:: Assignment ::
Write out all the data below exactly.

:: Data to examine ::
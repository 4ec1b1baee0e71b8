//! Heartbeat job and the `HEARTBEAT.md` emptiness check.
//!
//! The heartbeat wakes the agent periodically, but only when the user has
//! left something actionable in the workspace heartbeat file.

use std::path::Path;

use crate::types::{JobPayload, JobState, PayloadKind, Schedule, ScheduledJob};

/// File name of the heartbeat task list, relative to the workspace.
pub const HEARTBEAT_FILE: &str = "HEARTBEAT.md";

/// Fixed id of the in-memory heartbeat job.
pub const HEARTBEAT_JOB_ID: &str = "heartbeat";

/// Message handed to the agent when the heartbeat fires.
pub const HEARTBEAT_PROMPT: &str = "Read HEARTBEAT.md in your workspace (if it exists). \
Follow any instructions or tasks listed there. \
If nothing needs attention, reply with just: HEARTBEAT_OK";

/// How a single line of the heartbeat file is classified.
#[derive(Debug, Clone, Copy, PartialEq, Eq)]
pub enum LineKind {
    Blank,
    Heading,
    HtmlComment,
    /// A list checkbox with no text, e.g. `- [ ]` or `* [x]`.
    EmptyCheckbox,
    Content,
}

impl LineKind {
    pub fn is_actionable(self) -> bool {
        self == LineKind::Content
    }
}

/// Classify `line`. `in_comment` carries multi-line `<!-- ... -->` state
/// between calls.
pub fn classify_line(line: &str, in_comment: &mut bool) -> LineKind {
    let trimmed = line.trim();

    if *in_comment {
        if trimmed.contains("-->") {
            *in_comment = false;
        }
        return LineKind::HtmlComment;
    }
    if trimmed.is_empty() {
        return LineKind::Blank;
    }
    if trimmed.starts_with('#') {
        return LineKind::Heading;
    }
    if let Some(rest) = trimmed.strip_prefix("<!--") {
        *in_comment = !rest.contains("-->");
        return LineKind::HtmlComment;
    }
    if is_empty_checkbox(trimmed) {
        return LineKind::EmptyCheckbox;
    }
    LineKind::Content
}

fn is_empty_checkbox(trimmed: &str) -> bool {
    let Some(rest) = trimmed.strip_prefix(['-', '*', '+']) else {
        return false;
    };
    matches!(rest.trim(), "[ ]" | "[]" | "[x]" | "[X]")
}

/// True when the content has nothing for the agent to act on.
pub fn is_heartbeat_empty(content: &str) -> bool {
    let mut in_comment = false;
    !content
        .lines()
        .any(|line| classify_line(line, &mut in_comment).is_actionable())
}

/// True when the heartbeat file exists and has actionable content.
pub fn has_pending_tasks(path: &Path) -> bool {
    match std::fs::read_to_string(path) {
        Ok(content) => !is_heartbeat_empty(&content),
        Err(_) => false,
    }
}

/// Build the in-memory heartbeat job.
pub fn heartbeat_job(interval_ms: i64, now_ms: i64) -> ScheduledJob {
    ScheduledJob {
        id: HEARTBEAT_JOB_ID.to_string(),
        name: "heartbeat".to_string(),
        enabled: true,
        schedule: Schedule::every(interval_ms),
        payload: JobPayload {
            kind: PayloadKind::Heartbeat,
            message: HEARTBEAT_PROMPT.to_string(),
            deliver: false,
            channel: None,
            to: None,
        },
        state: JobState::default(),
        created_at_ms: now_ms,
        updated_at_ms: now_ms,
        delete_after_run: false,
    }
}

#[cfg(test)]
mod tests {
    use super::*;

    #[test]
    fn test_only_scaffolding_is_empty() {
        assert!(is_heartbeat_empty(""));
        assert!(is_heartbeat_empty("# Notes\n- [ ] \n"));
        assert!(is_heartbeat_empty(
            "# Heartbeat\n\n## Tasks\n<!-- add tasks below -->\n- [ ]\n* [x]\n+ [X]\n"
        ));
    }

    #[test]
    fn test_text_is_actionable() {
        assert!(!is_heartbeat_empty("Check the oven"));
        assert!(!is_heartbeat_empty("# Tasks\n- [ ] water the plants\n"));
        assert!(!is_heartbeat_empty("-"));
    }

    #[test]
    fn test_multiline_comment() {
        let content = "<!--\nCheck the oven\n-->\n# Tasks\n";
        assert!(is_heartbeat_empty(content));

        let content = "<!--\nhidden\n-->\nvisible\n";
        assert!(!is_heartbeat_empty(content));
    }

    #[test]
    fn test_classify_line() {
        let mut in_comment = false;
        assert_eq!(classify_line("   ", &mut in_comment), LineKind::Blank);
        assert_eq!(classify_line("## Today", &mut in_comment), LineKind::Heading);
        assert_eq!(classify_line("- [ ]", &mut in_comment), LineKind::EmptyCheckbox);
        assert_eq!(classify_line("- [x] done", &mut in_comment), LineKind::Content);
        assert_eq!(classify_line("<!-- a -->", &mut in_comment), LineKind::HtmlComment);
        assert!(!in_comment);
        assert_eq!(classify_line("<!-- open", &mut in_comment), LineKind::HtmlComment);
        assert!(in_comment);
        assert_eq!(classify_line("close -->", &mut in_comment), LineKind::HtmlComment);
        assert!(!in_comment);
    }

    #[test]
    fn test_has_pending_tasks_reads_file() {
        let dir = tempfile::tempdir().unwrap();
        let path = dir.path().join(HEARTBEAT_FILE);
        assert!(!has_pending_tasks(&path));

        std::fs::write(&path, "# Notes\n- [ ] \n").unwrap();
        assert!(!has_pending_tasks(&path));

        std::fs::write(&path, "Check the oven").unwrap();
        assert!(has_pending_tasks(&path));
    }

    #[test]
    fn test_heartbeat_job_shape() {
        let job = heartbeat_job(1_800_000, 5);
        assert!(job.is_heartbeat());
        assert_eq!(job.id, HEARTBEAT_JOB_ID);
        assert_eq!(job.schedule, Schedule::every(1_800_000));
        assert!(!job.payload.deliver);
    }
}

:: Solution below ::
repository 4ec1b1baee0e71b8
//! Heartbeat job and the `HEARTBEAT.md` emptiness check.
//!
//! The heartbeat wakes the agent periodically, but only when the user has
//! left something actionable in the workspace heartbeat file.

use std::path::Path;

use crate::types::{JobPayload, JobState, PayloadKind, Schedule, ScheduledJob};

/// File name of the heartbeat task list, relative to the workspace.
pub const HEARTBEAT_FILE: &str = "HEARTBEAT.md";

/// Fixed id of the in-memory heartbeat job.
pub const HEARTBEAT_JOB_ID: &str = "heartbeat";

/// Message handed to the agent when the heartbeat fires.
pub const HEARTBEAT_PROMPT: &str = "Read HEARTBEAT.md in your workspace (if it exists). \
Follow any instructions or tasks listed there. \
If nothing needs attention, reply with just: HEARTBEAT_OK";

/// How a single line of the heartbeat file is classified.
#[derive(Debug, Clone, Copy, PartialEq, Eq)]
pub enum LineKind {
    Blank,
    Heading,
    HtmlComment,
    /// A list checkbox with no text, e.g. `- [ ]` or `* [x]`.
    EmptyCheckbox,
    Content,
}

impl LineKind {
    pub fn is_actionable(self) -> bool {
        self == LineKind::Content
    }
}

/// Classify `line`. `in_comment` carries multi-line `<!-- ... -->` state
/// between calls.
pub fn classify_line(line: &str, in_comment: &mut bool) -> LineKind {
    let trimmed = line.trim();

    if *in_comment {
        if trimmed.contains("-->") {
            *in_comment = false;
        }
        return LineKind::HtmlComment;
    }
    if trimmed.is_empty() {
        return LineKind::Blank;
    }
    if trimmed.starts_with('#') {
        return LineKind::Heading;
    }
    if let Some(rest) = trimmed.strip_prefix("<!--") {
        *in_comment = !rest.contains("-->");
        return LineKind::HtmlComment;
    }
    if is_empty_checkbox(trimmed) {
        return LineKind::EmptyCheckbox;
    }
    LineKind::Content
}

fn is_empty_checkbox(trimmed: &str) -> bool {
    let Some(rest) = trimmed.strip_prefix(['-', '*', '+']) else {
        return false;
    };
    matches!(rest.trim(), "[ ]" | "[]" | "[x]" | "[X]")
}

/// True when the content has nothing for the agent to act on.
pub fn is_heartbeat_empty(content: &str) -> bool {
    let mut in_comment = false;
    !content
        .lines()
        .any(|line| classify_line(line, &mut in_comment).is_actionable())
}

/// True when the heartbeat file exists and has actionable content.
pub fn has_pending_tasks(path: &Path) -> bool {
    match std::fs::read_to_string(path) {
        Ok(content) => !is_heartbeat_empty(&content),
        Err(_) => false,
    }
}

/// Build the in-memory heartbeat job.
pub fn heartbeat_job(interval_ms: i64, now_ms: i64) -> ScheduledJob {
    ScheduledJob {
        id: HEARTBEAT_JOB_ID.to_string(),
        name: "heartbeat".to_string(),
        enabled: true,
        schedule: Schedule::every(interval_ms),
        payload: JobPayload {
            kind: PayloadKind::Heartbeat,
            message: HEARTBEAT_PROMPT.to_string(),
            deliver: false,
            channel: None,
            to: None,
        },
        state: JobState::default(),
        created_at_ms: now_ms,
        updated_at_ms: now_ms,
        delete_after_run: false,
    }
}

#[cfg(test)]
mod tests {
    use super::*;

    #[test]
    fn test_only_scaffolding_is_empty() {
        assert!(is_heartbeat_empty(""));
        assert!(is_heartbeat_empty("# Notes\n- [ ] \n"));
        assert!(is_heartbeat_empty(
            "# Heartbeat\n\n## Tasks\n<!-- add tasks below -->\n- [ ]\n* [x]\n+ [X]\n"
        ));
    }

    #[test]
    fn test_text_is_actionable() {
        assert!(!is_heartbeat_empty("Check the oven"));
        assert!(!is_heartbeat_empty("# Tasks\n- [ ] water the plants\n"));
        assert!(!is_heartbeat_empty("-"));
    }

    #[test]
    fn test_multiline_comment() {
        let content = "<!--\nCheck the oven\n-->\n# Tasks\n";
        assert!(is_heartbeat_empty(content));

        let content = "<!--\nhidden\n-->\nvisible\n";
        assert!(!is_heartbeat_empty(content));
    }

    #[test]
    fn test_classify_line() {
        let mut in_comment = false;
        assert_eq!(classify_line("   ", &mut in_comment), LineKind::Blank);
        assert_eq!(classify_line("## Today", &mut in_comment), LineKind::Heading);
        assert_eq!(classify_line("- [ ]", &mut in_comment), LineKind::EmptyCheckbox);
        assert_eq!(classify_line("- [x] done", &mut in_comment), LineKind::Content);
        assert_eq!(classify_line("<!-- a -->", &mut in_comment), LineKind::HtmlComment);
        assert!(!in_comment);
        assert_eq!(classify_line("<!-- open", &mut in_comment), LineKind::HtmlComment);
        assert!(in_comment);
        assert_eq!(classify_line("close -->", &mut in_comment), LineKind::HtmlComment);
        assert!(!in_comment);
    }

    #[test]
    fn test_has_pending_tasks_reads_file() {
        let dir = tempfile::tempdir().unwrap();
        let path = dir.path().join(HEARTBEAT_FILE);
        assert!(!has_pending_tasks(&path));

        std::fs::write(&path, "# Notes\n- [ ] \n").unwrap();
        assert!(!has_pending_tasks(&path));

        std::fs::write(&path, "Check the oven").unwrap();
        assert!(has_pending_tasks(&path));
    }

    #[test]
    fn test_heartbeat_job_shape() {
        let job = heartbeat_job(1_800_000, 5);
        assert!(job.is_heartbeat());
        assert_eq!(job.id, HEARTBEAT_JOB_ID);
        assert_eq!(job.schedule, Schedule::every(1_800_000));
        assert!(!job.payload.deliver);
    }
}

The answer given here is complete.